## Excerpted data
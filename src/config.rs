//! Configuration management for the bookshelf server

use config::{Config, ConfigError, Environment, File};
use serde::Deserialize;
use std::env;

#[derive(Debug, Deserialize, Clone)]
#[serde(default)]
pub struct ServerConfig {
    pub host: String,
    pub port: u16,
}

#[derive(Debug, Deserialize, Clone)]
#[serde(default)]
pub struct LoggingConfig {
    pub level: String,
    /// `pretty` or `json`
    pub format: String,
}

/// Wire-level behaviour of the book endpoints
#[derive(Debug, Deserialize, Clone)]
#[serde(default)]
pub struct ApiConfig {
    /// Serve Swagger UI and the OpenAPI document
    pub enable_swagger: bool,
    /// Encode an empty book list as `null` instead of `[]`
    pub empty_list_as_null: bool,
    /// Status returned when a write body cannot be parsed (400 or 500)
    pub malformed_body_status: u16,
}

#[derive(Debug, Deserialize, Clone, Default)]
#[serde(default)]
pub struct AppConfig {
    pub server: ServerConfig,
    pub logging: LoggingConfig,
    pub api: ApiConfig,
}

impl AppConfig {
    /// Load configuration from optional files and environment variables
    pub fn load() -> Result<Self, ConfigError> {
        let run_mode = env::var("RUN_MODE").unwrap_or_else(|_| "development".into());

        let config = Config::builder()
            .add_source(File::with_name("config/default").required(false))
            .add_source(File::with_name(&format!("config/{}", run_mode)).required(false))
            // BOOKSHELF_SERVER__PORT=4000 -> server.port
            .add_source(
                Environment::with_prefix("BOOKSHELF")
                    .prefix_separator("_")
                    .separator("__")
                    .try_parsing(true),
            )
            .set_override_option("server.port", env::var("PORT").ok())?
            .build()?;

        let config: AppConfig = config.try_deserialize()?;
        config.validate()?;
        Ok(config)
    }

    /// Reject settings the server cannot honour
    pub fn validate(&self) -> Result<(), ConfigError> {
        match self.api.malformed_body_status {
            400 | 500 => {}
            other => {
                return Err(ConfigError::Message(format!(
                    "api.malformed_body_status must be 400 or 500, got {}",
                    other
                )))
            }
        }
        match self.logging.format.as_str() {
            "pretty" | "json" => Ok(()),
            other => Err(ConfigError::Message(format!(
                "logging.format must be 'pretty' or 'json', got '{}'",
                other
            ))),
        }
    }
}

impl Default for ServerConfig {
    fn default() -> Self {
        Self {
            host: "0.0.0.0".to_string(),
            port: 3000,
        }
    }
}

impl Default for LoggingConfig {
    fn default() -> Self {
        Self {
            level: "info".to_string(),
            format: "pretty".to_string(),
        }
    }
}

impl Default for ApiConfig {
    fn default() -> Self {
        Self {
            enable_swagger: true,
            empty_list_as_null: true,
            malformed_body_status: 500,
        }
    }
}
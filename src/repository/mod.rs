//! Repository layer: the in-memory book store

pub mod books;

pub use books::BookStore;

/// Main repository struct holding every store the services use
#[derive(Clone, Default)]
pub struct Repository {
    pub books: BookStore,
}

impl Repository {
    /// Create a repository around an existing book store
    pub fn new(books: BookStore) -> Self {
        Self { books }
    }
}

## Exercise brief
Identify the lines of the data that contain the word "Result". Copy each of them.

## Completed task
    pub fn load() -> Result<Self, ConfigError> {
    pub fn validate(&self) -> Result<(), ConfigError> {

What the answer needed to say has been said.